Despite lower cancer screening rates and survival rates in the Medicaid population compared with those with private insurance, there is a dearth of population-based, evidence-based interventions targeting Medicaid clients to address this problem. This study reports results of a population-based randomized controlled trial (RCT) among all individuals enrolled in Minnesota's Medicaid program who were overdue for breast cancer ( = 22,113) and/or colorectal cancer ( = 94,294) screening. Individuals were randomized to intervention or control groups. The intervention group received persuasive and innovative direct mail materials coupled with a $20 incentive for using their Medicaid benefit to get screened. Direct mail materials provided a phone number to a call center staffed by patient navigators who addressed barriers and scheduled appointments via three-way calls. The control group received the intervention 15 months later. Primary outcomes were completion of mammography or colonoscopy within 12 weeks of the intervention. Billing claims served as evidence of screening. Multivariate logistic regression showed significant differences for both breast cancer ( < 0.001) and colorectal cancer ( < 0.01). The odds of receiving a mammogram for the treatment group were significantly higher than the control group [OR = 1.30; 95% confidence interval (95% CI) = 1.16-1.46], and the treatment group was more likely to receive a colonoscopy than the control group (OR = 1.12; 95% CI = 1.04-1.21). This population-based intervention increased breast cancer and colorectal cancer screening in a Medicaid population overdue for screening. These findings may have broad application for reaching individuals who generally remain outside the health care system despite having public health insurance. .
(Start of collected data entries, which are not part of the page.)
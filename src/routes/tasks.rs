use std::collections::HashMap;

use axum::{
    extract::{Path, State},
    http::StatusCode,
    Json,
};
use chrono::{NaiveDate, Utc};
use diesel::{prelude::*, PgConnection};
use serde::{Deserialize, Serialize};

use crate::{
    auth::AuthenticatedUser,
    error::{AppError, AppResult},
    models::{NewTask, NewTaskComment, Task, TaskAssignee, TaskComment},
    policy::{Action, Resource},
    schema::{task_assignees, task_comments, tasks},
    state::AppState,
    status::{self, TaskPriority, TaskStatus},
    utils::json::{nullable, optional_text, required, required_text},
};

use super::{forms::FormPayload, permit, to_iso};

#[derive(Serialize)]
pub struct TaskResponse {
    pub id: i64,
    pub title: String,
    pub description: String,
    pub status: String,
    pub priority: String,
    pub due_date: Option<NaiveDate>,
    pub department: Option<i64>,
    pub assignees: Vec<i64>,
    pub created_at: String,
    pub updated_at: String,
}

impl TaskResponse {
    fn new(task: Task, assignees: Vec<i64>) -> Self {
        Self {
            id: task.id,
            title: task.title,
            description: task.description,
            status: task.status,
            priority: task.priority,
            due_date: task.due_date,
            department: task.department_id,
            assignees,
            created_at: to_iso(task.created_at),
            updated_at: to_iso(task.updated_at),
        }
    }
}

#[derive(Serialize)]
pub struct CommentResponse {
    pub id: i64,
    pub task: i64,
    pub author: i64,
    pub comment: String,
    pub created_at: String,
}

impl From<TaskComment> for CommentResponse {
    fn from(comment: TaskComment) -> Self {
        Self {
            id: comment.id,
            task: comment.task_id,
            author: comment.author_id,
            comment: comment.comment,
            created_at: to_iso(comment.created_at),
        }
    }
}

#[derive(Debug, Deserialize)]
pub struct TaskFields {
    pub title: Option<String>,
    pub description: Option<String>,
    pub status: Option<String>,
    pub priority: Option<String>,
    #[serde(default, deserialize_with = "nullable")]
    pub due_date: Option<Option<NaiveDate>>,
    #[serde(default, deserialize_with = "nullable")]
    pub department: Option<Option<i64>>,
    pub assignees: Option<Vec<i64>>,
}

#[derive(Debug, Deserialize)]
pub struct CommentFields {
    pub comment: Option<String>,
}

#[derive(AsChangeset, Default)]
#[diesel(table_name = tasks)]
struct TaskChangeset {
    title: Option<String>,
    description: Option<String>,
    status: Option<String>,
    priority: Option<String>,
    due_date: Option<Option<NaiveDate>>,
    department_id: Option<Option<i64>>,
}

impl TaskChangeset {
    fn is_empty(&self) -> bool {
        self.title.is_none()
            && self.description.is_none()
            && self.status.is_none()
            && self.priority.is_none()
            && self.due_date.is_none()
            && self.department_id.is_none()
    }
}

fn parse_vocabulary<T>(raw: Option<&str>) -> AppResult<Option<String>>
where
    T: std::str::FromStr<Err = status::InvalidValue> + std::fmt::Display,
{
    Ok(raw.map(str::parse::<T>).transpose()?.map(|v| v.to_string()))
}

fn assignees_of(conn: &mut PgConnection, task_ids: &[i64]) -> AppResult<HashMap<i64, Vec<i64>>> {
    let rows: Vec<TaskAssignee> = task_assignees::table
        .filter(task_assignees::task_id.eq_any(task_ids))
        .order((task_assignees::task_id.asc(), task_assignees::account_id.asc()))
        .load(conn)?;

    let mut grouped: HashMap<i64, Vec<i64>> = HashMap::new();
    for row in rows {
        grouped.entry(row.task_id).or_default().push(row.account_id);
    }
    Ok(grouped)
}

fn replace_assignees(conn: &mut PgConnection, task_id: i64, account_ids: &[i64]) -> AppResult<()> {
    diesel::delete(task_assignees::table.filter(task_assignees::task_id.eq(task_id)))
        .execute(conn)?;

    let mut unique = account_ids.to_vec();
    unique.sort_unstable();
    unique.dedup();
    let rows: Vec<TaskAssignee> = unique
        .into_iter()
        .map(|account_id| TaskAssignee {
            task_id,
            account_id,
        })
        .collect();
    if !rows.is_empty() {
        diesel::insert_into(task_assignees::table)
            .values(&rows)
            .execute(conn)?;
    }
    Ok(())
}

fn load_task(conn: &mut PgConnection, task_id: i64) -> AppResult<TaskResponse> {
    let task: Task = tasks::table.find(task_id).first(conn)?;
    let assignees = assignees_of(conn, &[task_id])?
        .remove(&task_id)
        .unwrap_or_default();
    Ok(TaskResponse::new(task, assignees))
}

pub async fn list_tasks(
    State(state): State<AppState>,
    user: AuthenticatedUser,
) -> AppResult<Json<Vec<TaskResponse>>> {
    permit(&user, Resource::Task, Action::List)?;

    let mut conn = state.db()?;
    let rows: Vec<Task> = tasks::table.order(tasks::id.asc()).load(&mut conn)?;
    let ids: Vec<i64> = rows.iter().map(|task| task.id).collect();
    let mut assignees = assignees_of(&mut conn, &ids)?;

    let response = rows
        .into_iter()
        .map(|task| {
            let members = assignees.remove(&task.id).unwrap_or_default();
            TaskResponse::new(task, members)
        })
        .collect();
    Ok(Json(response))
}

pub async fn get_task(
    State(state): State<AppState>,
    user: AuthenticatedUser,
    Path(task_id): Path<i64>,
) -> AppResult<Json<TaskResponse>> {
    permit(&user, Resource::Task, Action::Retrieve)?;

    let mut conn = state.db()?;
    load_task(&mut conn, task_id).map(Json)
}

pub async fn create_task(
    State(state): State<AppState>,
    user: AuthenticatedUser,
    form: FormPayload,
) -> AppResult<(StatusCode, Json<TaskResponse>)> {
    permit(&user, Resource::Task, Action::Create)?;
    let fields: TaskFields = form.decode()?;

    let new_task = NewTask {
        title: required_text(fields.title.as_deref(), "title")?,
        description: fields.description.unwrap_or_default(),
        status: parse_vocabulary::<TaskStatus>(fields.status.as_deref())?
            .unwrap_or_else(|| TaskStatus::default().to_string()),
        priority: parse_vocabulary::<TaskPriority>(fields.priority.as_deref())?
            .unwrap_or_else(|| TaskPriority::default().to_string()),
        due_date: fields.due_date.flatten(),
        department_id: fields.department.flatten(),
    };
    let assignees = fields.assignees.unwrap_or_default();

    let mut conn = state.db()?;
    let response = conn.transaction::<TaskResponse, AppError, _>(|conn| {
        let task: Task = diesel::insert_into(tasks::table)
            .values(&new_task)
            .get_result(conn)?;
        replace_assignees(conn, task.id, &assignees)?;
        load_task(conn, task.id)
    })?;

    Ok((StatusCode::CREATED, Json(response)))
}

pub async fn replace_task(
    State(state): State<AppState>,
    user: AuthenticatedUser,
    Path(task_id): Path<i64>,
    form: FormPayload,
) -> AppResult<Json<TaskResponse>> {
    permit(&user, Resource::Task, Action::Update)?;
    let fields: TaskFields = form.decode()?;

    let changeset = TaskChangeset {
        title: Some(required_text(fields.title.as_deref(), "title")?),
        description: Some(required(fields.description, "description")?),
        status: Some(
            status::require::<TaskStatus>(fields.status.as_deref(), "status")?.to_string(),
        ),
        priority: Some(
            status::require::<TaskPriority>(fields.priority.as_deref(), "priority")?.to_string(),
        ),
        due_date: Some(fields.due_date.flatten()),
        department_id: Some(fields.department.flatten()),
    };
    let assignees = Some(fields.assignees.unwrap_or_default());

    write_task(&state, task_id, changeset, assignees).map(Json)
}

pub async fn patch_task(
    State(state): State<AppState>,
    user: AuthenticatedUser,
    Path(task_id): Path<i64>,
    form: FormPayload,
) -> AppResult<Json<TaskResponse>> {
    permit(&user, Resource::Task, Action::PartialUpdate)?;
    let fields: TaskFields = form.decode()?;

    let changeset = TaskChangeset {
        title: optional_text(fields.title.as_deref(), "title")?,
        description: fields.description,
        status: parse_vocabulary::<TaskStatus>(fields.status.as_deref())?,
        priority: parse_vocabulary::<TaskPriority>(fields.priority.as_deref())?,
        due_date: fields.due_date,
        department_id: fields.department,
    };

    write_task(&state, task_id, changeset, fields.assignees).map(Json)
}

fn write_task(
    state: &AppState,
    task_id: i64,
    changeset: TaskChangeset,
    assignees: Option<Vec<i64>>,
) -> AppResult<TaskResponse> {
    let mut conn = state.db()?;
    conn.transaction::<TaskResponse, AppError, _>(|conn| {
        tasks::table.find(task_id).select(tasks::id).first::<i64>(conn)?;

        if !changeset.is_empty() {
            diesel::update(tasks::table.find(task_id))
                .set((&changeset, tasks::updated_at.eq(Utc::now().naive_utc())))
                .execute(conn)?;
        }
        if let Some(account_ids) = assignees.as_deref() {
            replace_assignees(conn, task_id, account_ids)?;
        }
        load_task(conn, task_id)
    })
}

pub async fn delete_task(
    State(state): State<AppState>,
    user: AuthenticatedUser,
    Path(task_id): Path<i64>,
) -> AppResult<StatusCode> {
    permit(&user, Resource::Task, Action::Destroy)?;

    let mut conn = state.db()?;
    let deleted = diesel::delete(tasks::table.find(task_id)).execute(&mut conn)?;
    if deleted == 0 {
        return Err(AppError::not_found());
    }
    Ok(StatusCode::NO_CONTENT)
}

pub async fn list_comments(
    State(state): State<AppState>,
    user: AuthenticatedUser,
    Path(task_id): Path<i64>,
) -> AppResult<Json<Vec<CommentResponse>>> {
    permit(&user, Resource::Task, Action::Retrieve)?;

    let mut conn = state.db()?;
    tasks::table.find(task_id).select(tasks::id).first::<i64>(&mut conn)?;
    let comments: Vec<TaskComment> = task_comments::table
        .filter(task_comments::task_id.eq(task_id))
        .order(task_comments::id.asc())
        .load(&mut conn)?;

    Ok(Json(comments.into_iter().map(Into::into).collect()))
}

pub async fn add_comment(
    State(state): State<AppState>,
    user: AuthenticatedUser,
    Path(task_id): Path<i64>,
    form: FormPayload,
) -> AppResult<(StatusCode, Json<CommentResponse>)> {
    permit(&user, Resource::Task, Action::PartialUpdate)?;
    let fields: CommentFields = form.decode()?;
    let comment = required_text(fields.comment.as_deref(), "comment")?;

    let mut conn = state.db()?;
    tasks::table.find(task_id).select(tasks::id).first::<i64>(&mut conn)?;
    let created: TaskComment = diesel::insert_into(task_comments::table)
        .values(&NewTaskComment {
            task_id,
            author_id: user.account_id,
            comment,
        })
        .get_result(&mut conn)?;

    Ok((StatusCode::CREATED, Json(created.into())))
}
尽管与拥有私人保险的人群相比,医疗补助人群的癌症筛查率和生存率较低,但针对这一问题,以医疗补助客户为目标的基于人群、基于证据的干预措施却很少。本研究报告了一项针对明尼苏达州医疗补助计划中所有逾期接受乳腺癌(=22113)和/或结直肠癌(=94294)筛查的人群的基于人群的随机对照试验(RCT)的结果。参与者被随机分配到干预组或对照组。干预组收到了有说服力和创新的直邮材料,并提供了 20 美元的激励,以鼓励他们利用医疗补助福利进行筛查。直邮材料提供了一个电话号码,可以拨打该号码与患者导航员组成的呼叫中心联系,患者导航员会通过三方通话解决障碍并安排预约。对照组在 15 个月后收到了干预措施。主要结果是在干预后的 12 周内完成乳房 X 光检查或结肠镜检查。计费索赔作为筛查的证据。多变量逻辑回归显示,乳腺癌(<0.001)和结直肠癌(<0.01)均有显著差异。治疗组接受乳房 X 光检查的几率明显高于对照组[OR=1.30;95%置信区间(95%CI)=1.16-1.46],且治疗组接受结肠镜检查的几率也高于对照组(OR=1.12;95%CI=1.04-1.21)。这种基于人群的干预措施增加了医疗补助人群中逾期未进行筛查的乳腺癌和结直肠癌的筛查率。这些发现可能广泛适用于那些尽管拥有公共健康保险,但仍普遍游离于医疗保健系统之外的人群。